En Colonia del Sacramento, cuyo casco histórico fue declarado por la UNESCO en 1995 Patrimonio Histórico de la Humanidad, existe una mezcla de estilos arquitectónicos portugués y español, por más que poniendo fin a un siglo y medio de disputas, en 1777, el virrey del Río de la Plata, Pedro de Ceballos, arrasó con la fortaleza y convirtió las casas levantadas por los portugueses en un montón de escombros.Pasear por el barrio histórico, almorzar o cenar en los restaurantes que están sobre las calles empedradas de su Plaza Mayor; ir hasta el puerto y realizar excursiones en yate hasta Carmelo o El Tigre; conocer el complejo del Real de San Carlos y la antigua plaza de toros; o saliendo de la ciudad, visitar la estancia presidencial de San Juan de Anchorena, lugar de descanso del jefe de Estado uruguayo, con su parque en el que habita una reserva protegida de ciervos, son algunas de las tentaciones que ofrece esta ciudad de origen lusitano.

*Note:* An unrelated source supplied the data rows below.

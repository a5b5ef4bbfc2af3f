// tokpeg. Token-stream PEG parsing
// Copyright (c) 2018 Dragoș Tiselice
//
// Licensed under the Apache License, Version 2.0
// <LICENSE-APACHE or http://www.apache.org/licenses/LICENSE-2.0> or the MIT
// license <LICENSE-MIT or http://opensource.org/licenses/MIT>, at your
// option. All files in the project carrying such notice may not be copied,
// modified, or distributed except according to those terms.

//! Combinator functions used to write rule definitions.
//!
//! String arguments stand for token values, [`TokenType`]s for token types and
//! [`RuleId`](crate::RuleId)s for rule references. The variadic combinators have macro
//! counterparts accepting a mix of those:
//!
//! ```
//! # use tokpeg::generic::{EOF, IDENTIFIER};
//! # use tokpeg_meta::{and, o2n, or, GrammarBuilder};
//! let mut g = GrammarBuilder::new();
//! let list = g.rule("list");
//! g.define(list)
//!     .is(and!("(", o2n!(or!(IDENTIFIER, ",")), ")", EOF))
//!     .unwrap();
//!
//! assert_eq!(g.ebnf(list), "list := ( (IDENTIFIER | ,)* ) EOF");
//! ```

use tokpeg::TokenType;

use crate::ast::Expr;

fn collect<I, E>(exprs: I) -> Vec<Expr>
where
    I: IntoIterator<Item = E>,
    E: Into<Expr>,
{
    exprs.into_iter().map(Into::into).collect()
}

fn single_or<F>(mut exprs: Vec<Expr>, wrap: F) -> Expr
where
    F: FnOnce(Vec<Expr>) -> Expr,
{
    if exprs.len() == 1 {
        exprs.remove(0)
    } else {
        wrap(exprs)
    }
}

/// Sequence; a single element is returned as is.
pub fn and<I, E>(exprs: I) -> Expr
where
    I: IntoIterator<Item = E>,
    E: Into<Expr>,
{
    single_or(collect(exprs), Expr::Sequence)
}

/// Ordered choice; a single element is returned as is.
pub fn or<I, E>(exprs: I) -> Expr
where
    I: IntoIterator<Item = E>,
    E: Into<Expr>,
{
    single_or(collect(exprs), Expr::Choice)
}

pub fn opt<I, E>(exprs: I) -> Expr
where
    I: IntoIterator<Item = E>,
    E: Into<Expr>,
{
    Expr::Opt(Box::new(and(exprs)))
}

pub fn o2n<I, E>(exprs: I) -> Expr
where
    I: IntoIterator<Item = E>,
    E: Into<Expr>,
{
    Expr::ZeroOrMore(Box::new(and(exprs)))
}

pub fn one2n<I, E>(exprs: I) -> Expr
where
    I: IntoIterator<Item = E>,
    E: Into<Expr>,
{
    Expr::OneOrMore(Box::new(and(exprs)))
}

pub fn not(expr: impl Into<Expr>) -> Expr {
    Expr::Not(Box::new(expr.into()))
}

pub fn next(expr: impl Into<Expr>) -> Expr {
    Expr::Next(Box::new(expr.into()))
}

/// Token value which leaves no node in the syntax tree.
pub fn skipped(value: impl Into<String>) -> Expr {
    Expr::TokenValue {
        value: value.into(),
        skipped: true,
    }
}

pub fn any_token() -> Expr {
    Expr::AnyToken
}

pub fn any_token_but_not(expr: impl Into<Expr>) -> Expr {
    Expr::AnyTokenButNot(Box::new(expr.into()))
}

pub fn is_one_of_them(types: &[TokenType]) -> Expr {
    Expr::TokenTypes(types.to_vec())
}

/// Consumes tokens up to and including the first match of `expr`.
pub fn till(expr: impl Into<Expr>) -> Expr {
    Expr::InclusiveTill(Box::new(expr.into()))
}

/// Consumes tokens up to, but excluding, the first match of any of `exprs`.
pub fn exclusive_till<I, E>(exprs: I) -> Expr
where
    I: IntoIterator<Item = E>,
    E: Into<Expr>,
{
    Expr::ExclusiveTill(collect(exprs))
}

pub fn till_new_line() -> Expr {
    Expr::TillNewLine
}

/// Balanced region from a `from` token to its matching `to` token, nesting included.
pub fn bridge(from: TokenType, to: TokenType) -> Expr {
    Expr::Bridge(from, to)
}

pub fn adjacent(expr: impl Into<Expr>) -> Expr {
    Expr::Adjacent(Box::new(expr.into()))
}

#[doc(hidden)]
#[macro_export]
macro_rules! __exprs {
    ( $( $e:expr ),* ) => {
        {
            let exprs: ::std::vec::Vec<$crate::Expr> = ::std::vec![ $( $crate::Expr::from($e) ),* ];
            exprs
        }
    };
}

/// Variadic [`and`](crate::functions::and).
#[macro_export]
macro_rules! and {
    ( $( $e:expr ),* $(,)? ) => {
        $crate::functions::and($crate::__exprs!($( $e ),*))
    };
}

/// Variadic [`or`](crate::functions::or).
#[macro_export]
macro_rules! or {
    ( $( $e:expr ),* $(,)? ) => {
        $crate::functions::or($crate::__exprs!($( $e ),*))
    };
}

/// Variadic [`opt`](crate::functions::opt).
#[macro_export]
macro_rules! opt {
    ( $( $e:expr ),* $(,)? ) => {
        $crate::functions::opt($crate::__exprs!($( $e ),*))
    };
}

/// Variadic [`o2n`](crate::functions::o2n).
#[macro_export]
macro_rules! o2n {
    ( $( $e:expr ),* $(,)? ) => {
        $crate::functions::o2n($crate::__exprs!($( $e ),*))
    };
}

/// Variadic [`one2n`](crate::functions::one2n).
#[macro_export]
macro_rules! one2n {
    ( $( $e:expr ),* $(,)? ) => {
        $crate::functions::one2n($crate::__exprs!($( $e ),*))
    };
}

/// Variadic [`exclusive_till`](crate::functions::exclusive_till).
#[macro_export]
macro_rules! exclusive_till {
    ( $( $e:expr ),* $(,)? ) => {
        $crate::functions::exclusive_till($crate::__exprs!($( $e ),*))
    };
}

#[cfg(test)]
mod tests {
    use tokpeg::generic::{EOF, IDENTIFIER};

    use super::*;

    #[test]
    fn single_element_is_unwrapped() {
        assert_eq!(and(["a"]), Expr::from("a"));
        assert_eq!(or([IDENTIFIER]), Expr::TokenType(IDENTIFIER));
        assert_eq!(
            opt(["a"]),
            Expr::Opt(Box::new(Expr::from("a")))
        );
    }

    #[test]
    fn macros_accept_mixed_arguments() {
        let expr = and!("a", IDENTIFIER, or!("b", EOF));

        assert_eq!(
            expr,
            Expr::Sequence(vec![
                Expr::from("a"),
                Expr::TokenType(IDENTIFIER),
                Expr::Choice(vec![Expr::from("b"), Expr::TokenType(EOF)]),
            ])
        );
        assert_eq!(and!(), Expr::Sequence(vec![]));
        assert_eq!(
            exclusive_till!("a", EOF),
            Expr::ExclusiveTill(vec![Expr::from("a"), Expr::TokenType(EOF)])
        );
    }

    #[test]
    fn skipped_values() {
        assert_eq!(
            skipped(";"),
            Expr::TokenValue {
                value: ";".to_owned(),
                skipped: true
            }
        );
    }
}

De las fortificaciones originales, cuando el portugués Manuel Lobo fundó la ciudad (1680), sólo se pueden apreciar hoy vestigios que fueron restaurados trescientos años después, y la mayor parte de las ruinas auténticas supervivientes son españolas.

La Calle de los Suspiros

En el barrio histórico, además de museos, reliquias y restos de la antigua ciudad amurallada, los visitantes podrán caminar por ‘La calle de los suspiros’, una pintoresca callejuela angosta, de suelo empedrado y cercada por coloridas y antiquísimas construcciones de barro y piedra, que los artistas plásticos con sus miles de versiones, han convertido en la más célebre de las calles uruguayas. Su nombre, tan romántico, tiene empero un origen bastardo. Se comenta que allí, en una de sus casas, funcionaba un prostíbulo, y los famosos suspiros provenían de las piezas en las que las meretrices atendían a sus clientes.